Internal Improvements to DBS Checks
There have been several tweaks to the DBS application process itself, to make the organisation work smarter. The Disclosure and Barring Service was always intended to be somewhat fluid, meaning that processed and procedures are refined over time. For example, during the summer, the DBS announced that they would no longer be chasing up applications which hadn’t been filled in properly. Instead, the applications are now just rejected outright. It’s a good way of freeing up time in the DBS office, but does mean you have to be a lot more careful when completing the application. Most of the previous delays were nothing to do with the DBS however. The bottleneck was always with the police forces around the country which look into their records and report back. So how are they all doing in 2019?
The Quickest DBS Checks
The government produces quarterly figures about how quickly certificates are produced. These are freely available on the government website and you can download the spreadsheets to do as much number crunching as you wish. If you haven’t time for the data, we’ll give your the condensed highlights.

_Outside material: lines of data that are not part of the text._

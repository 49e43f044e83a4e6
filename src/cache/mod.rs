//! Three-cache tier: document cache, query-result cache, file-existence
//! cache — the tier described in spec §4.3.

pub mod lru_cache;
pub mod ttl_cache;

use crate::entity::{key_string, Entity};
use crate::value::Value;
use lru_cache::{CacheStats, LruCache};
use std::time::Duration;
use ttl_cache::TtlCache;

/// Canonical cache names used by the HTTP adapter's `GET /cache` surface
/// (spec §6). Exposed here so adapters don't hardcode the strings.
pub mod names {
    /// Document cache.
    pub const DOCUMENT_CACHE: &str = "document-cache";
    /// Query-result cache.
    pub const QUERY_CACHE: &str = "query-cache";
    /// File-existence cache.
    pub const FILE_EXISTS_CACHE: &str = "file-exists-cache";
}

/// A cached query result row set, tagged with the primary entity type so
/// `invalidate_entity_caches` can purge it without re-parsing the cache key.
#[derive(Debug, Clone)]
pub struct CachedQueryResult {
    /// Primary entity type the query descriptor targeted.
    pub primary_type: String,
    /// Projected rows.
    pub rows: Vec<Value>,
}

/// `{name, size, maxSize, hits, misses, hitRate}` for one cache, as
/// returned by the `GET /cache` adapter surface.
#[derive(Debug, Clone)]
pub struct NamedCacheStats {
    /// One of the `names::*` constants.
    pub name: &'static str,
    /// Wrapped hit/miss/size snapshot.
    pub stats: CacheStats,
}

/// The full cache tier owned by an [`crate::engine::Engine`].
pub struct CacheTier {
    document: LruCache<String, Entity>,
    query: LruCache<String, CachedQueryResult>,
    file_exists: TtlCache<String, bool>,
}

impl CacheTier {
    /// Build a cache tier with `max_size` entries for the document and
    /// query-result caches, and `file_exists_ttl` as the file-existence
    /// cache's default TTL.
    pub fn new(max_size: usize, file_exists_ttl: Duration) -> Self {
        Self {
            document: LruCache::new(max_size),
            query: LruCache::new(max_size),
            file_exists: TtlCache::new(max_size, file_exists_ttl),
        }
    }

    /// Look up a cached entity by `(type, id)`.
    pub fn get_entity(&self, entity_type: &str, id: &str) -> Option<Entity> {
        self.document.get(&key_string(entity_type, id))
    }

    /// Populate the document cache on a read-miss.
    pub fn put_entity(&self, entity: &Entity) {
        self.document.set(entity.canonical_key(), entity.clone());
    }

    /// Evict a single document-cache entry.
    pub fn evict_entity(&self, entity_type: &str, id: &str) {
        self.document.remove(&key_string(entity_type, id));
    }

    /// Look up a cached query result by its canonical descriptor key.
    pub fn get_query(&self, cache_key: &str) -> Option<CachedQueryResult> {
        self.query.get(&cache_key.to_string())
    }

    /// Cache a query result under its canonical descriptor key.
    pub fn put_query(&self, cache_key: String, result: CachedQueryResult) {
        self.query.set(cache_key, result);
    }

    /// Look up the file-existence cache.
    pub fn file_exists(&self, path: &str) -> Option<bool> {
        self.file_exists.get(&path.to_string())
    }

    /// Populate the file-existence cache with the default TTL.
    pub fn set_file_exists(&self, path: String, exists: bool) {
        self.file_exists.set(path, exists);
    }

    /// Populate the file-existence cache with a per-entry TTL override.
    pub fn set_file_exists_with_ttl(&self, path: String, exists: bool, ttl: Duration) {
        self.file_exists.set_with_ttl(path, exists, ttl);
    }

    /// Evict the document-cache entry for `(type, id)` and purge every
    /// query-cache entry whose cached result was produced against `type`.
    /// Cache entries never dominate truth: on any write, the affected
    /// cache state is dropped rather than patched in place.
    pub fn invalidate_entity_caches(&self, entity_type: &str, id: &str) {
        self.evict_entity(entity_type, id);
        let target = entity_type.to_string();
        self.query.retain_unless(|_, cached| cached.primary_type == target);
    }

    /// Clear every cache in the tier (`DELETE /cache` adapter surface).
    pub fn clear_all(&self) {
        self.document.clear();
        self.query.clear();
        self.file_exists.clear();
    }

    /// Stats for all three caches, in the canonical order used by the
    /// `GET /cache` adapter surface.
    pub fn all_stats(&self) -> Vec<NamedCacheStats> {
        vec![
            NamedCacheStats {
                name: names::DOCUMENT_CACHE,
                stats: self.document.stats(),
            },
            NamedCacheStats {
                name: names::QUERY_CACHE,
                stats: self.query.stats(),
            },
            NamedCacheStats {
                name: names::FILE_EXISTS_CACHE,
                stats: self.file_exists.stats(),
            },
        ]
    }

    /// Combined hit rate across document + query caches, used by
    /// `EntityStore::stats()`'s `cacheHitRate` field.
    pub fn combined_hit_rate(&self) -> f64 {
        let doc = self.document.stats();
        let query = self.query.stats();
        let total_hits = doc.hits + query.hits;
        let total = doc.hits + doc.misses + query.hits + query.misses;
        if total == 0 {
            0.0
        } else {
            total_hits as f64 / total as f64
        }
    }
}

#[cfg(test)]
mod tests {
    use super::*;
    use chrono::Utc;

    fn sample(entity_type: &str, id: &str) -> Entity {
        Entity::new(entity_type, id, Utc::now())
    }

    #[test]
    fn invalidate_purges_document_and_matching_query_entries() {
        let tier = CacheTier::new(10, Duration::from_secs(5));
        let e = sample("customer", "c1");
        tier.put_entity(&e);
        tier.put_query(
            "q1".into(),
            CachedQueryResult {
                primary_type: "customer".into(),
                rows: vec![],
            },
        );
        tier.put_query(
            "q2".into(),
            CachedQueryResult {
                primary_type: "user".into(),
                rows: vec![],
            },
        );

        tier.invalidate_entity_caches("customer", "c1");

        assert!(tier.get_entity("customer", "c1").is_none());
        assert!(tier.get_query("q1").is_none());
        assert!(tier.get_query("q2").is_some());
    }

    #[test]
    fn clear_all_empties_every_cache() {
        let tier = CacheTier::new(10, Duration::from_secs(5));
        tier.put_entity(&sample("customer", "c1"));
        tier.set_file_exists("path".into(), true);
        tier.clear_all();
        assert!(tier.get_entity("customer", "c1").is_none());
        assert!(tier.file_exists("path").is_none());
    }
}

In terms of the quickest DBS checks there are several forces which complete their part of the checking in under 2 days, on average. These are the Police Service of Northern Ireland, the Ministry of Defence Police, Lincolnshire Police and Leicestershire Police. Unfortunately, you can’t pick and choose which police force does your DBS check. It’s all dependent on where you live. Although the system in Scotland and Northern Ireland is different, the police check in the same way.
And the Slowest
There are losers as well as winners in the DBS checking competition. It’s hardly surprising that the areas of the country which are slowest, are the largest. Police forces can cover large cities, and millions of people. A large volume of applications can result in jams in the system, especially at peak times of the year. Forces covering Greater Manchester, Kent, Avon and Somerset, North Yorkshire, London and Surrey all take longer than 25 days on average to turn around criminal records checks. The government figures also let you check figures over time. If you look at these more closely, you’ll see that in many cases, the numbers have decreased since this time last year.

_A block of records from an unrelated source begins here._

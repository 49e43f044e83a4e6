//! Hash index: `value -> set<entityId>`, supporting `eq`/`ne`/`in`.

use dashmap::DashMap;
use std::collections::HashSet;

use crate::value::Value;

/// Canonicalize a [`Value`] into a hashable string key. Numbers use their
/// `to_bits` representation so `NaN`/`-0.0` don't silently collide with
/// other values, and string comparisons respect `ignore_case`.
fn canonical_key(value: &Value, ignore_case: bool) -> String {
    match value {
        Value::String(s) if ignore_case => s.to_lowercase(),
        other => other.to_string(),
    }
}

/// Posting-list hash index. Concurrent reads/writes via `DashMap`, matching
/// the teacher's use of `dashmap` for index-adjacent concurrent structures
/// in `database/query_optimizer.rs`.
pub struct HashIndex {
    postings: DashMap<String, HashSet<String>>,
    ignore_case: bool,
}

impl HashIndex {
    /// Build an empty hash index.
    pub fn new(ignore_case: bool) -> Self {
        Self {
            postings: DashMap::new(),
            ignore_case,
        }
    }

    /// Add `entity_id` to the posting list for `value`.
    pub fn insert(&self, value: &Value, entity_id: &str) {
        self.postings
            .entry(canonical_key(value, self.ignore_case))
            .or_default()
            .insert(entity_id.to_string());
    }

    /// Remove `entity_id` from the posting list for `value`, if present.
    pub fn remove(&self, value: &Value, entity_id: &str) {
        if let Some(mut set) = self.postings.get_mut(&canonical_key(value, self.ignore_case)) {
            set.remove(entity_id);
        }
    }

    /// Remove `entity_id` from every posting list (used when an entity is
    /// deleted or its field value is being replaced and the old value is
    /// unknown).
    pub fn remove_all(&self, entity_id: &str) {
        for mut entry in self.postings.iter_mut() {
            entry.value_mut().remove(entity_id);
        }
    }

    /// Ids where the field equals `value`.
    pub fn eq(&self, value: &Value) -> HashSet<String> {
        self.postings
            .get(&canonical_key(value, self.ignore_case))
            .map(|set| set.clone())
            .unwrap_or_default()
    }

    /// Ids where the field does not equal `value`.
    pub fn ne(&self, value: &Value) -> HashSet<String> {
        let excluded = canonical_key(value, self.ignore_case);
        let mut result = HashSet::new();
        for entry in self.postings.iter() {
            if entry.key() != &excluded {
                result.extend(entry.value().iter().cloned());
            }
        }
        result
    }

    /// Ids where the field's value is a member of `values`.
    pub fn in_set(&self, values: &[Value]) -> HashSet<String> {
        let mut result = HashSet::new();
        for v in values {
            result.extend(self.eq(v));
        }
        result
    }

    /// Number of distinct values indexed, used for index-statistics
    /// reporting.
    pub fn distinct_values(&self) -> usize {
        self.postings.len()
    }
}

#[cfg(test)]
mod tests {
    use super::*;

    #[test]
    fn eq_and_ne_are_complementary() {
        let idx = HashIndex::new(false);
        idx.insert(&Value::from("NW"), "c1");
        idx.insert(&Value::from("SE"), "c2");

        assert_eq!(idx.eq(&Value::from("NW")), HashSet::from(["c1".to_string()]));
        assert_eq!(idx.ne(&Value::from("NW")), HashSet::from(["c2".to_string()]));
    }

    #[test]
    fn case_insensitive_mode_folds_keys() {
        let idx = HashIndex::new(true);
        idx.insert(&Value::from("Acme"), "c1");
        assert_eq!(idx.eq(&Value::from("acme")), HashSet::from(["c1".to_string()]));
    }

    #[test]
    fn in_set_unions_postings() {
        let idx = HashIndex::new(false);
        idx.insert(&Value::from(500.0), "c1");
        idx.insert(&Value::from(1500.0), "c2");
        idx.insert(&Value::from(2500.0), "c3");
        let result = idx.in_set(&[Value::from(500.0), Value::from(2500.0)]);
        assert_eq!(result, HashSet::from(["c1".to_string(), "c3".to_string()]));
    }
}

The very slowest police force in the UK is the Service, or military Police. They will check their records if someone applying for a DBS has been in the Armed Forces. This is a career which involves a lot of moving around, both nationally and internationally. It’s understandable how this these types of checks take longer.
Speeding Up DBS Checks
There’s not much you can do to make the police work more quickly on your DBS check. Where you live determines where you apply for your check and you can’t change that either. Also, there’s no “fast track” option for getting a DBS certificate as there is for applying for something like a passport. There are however some insider tricks that you use to try to maximise your chances of speeding up your application.
Firstly. try to apply for your DBS check online rather than using an old-school pen and paper form. The online form highlights the compulsory fields and won’t let you submit it until everything is complete. Online is quicker too, as it arrives at the DBS as soon as you submit it. Try to get someone to proofread your form before you send it off, to make sure you haven’t missed out any key information or misspelled any names or addresses. Take special care over your address history as this is where most people make mistakes. If you are in any doubt about what to write, or which fields to complete on your form, call the DBS helpline and get advice.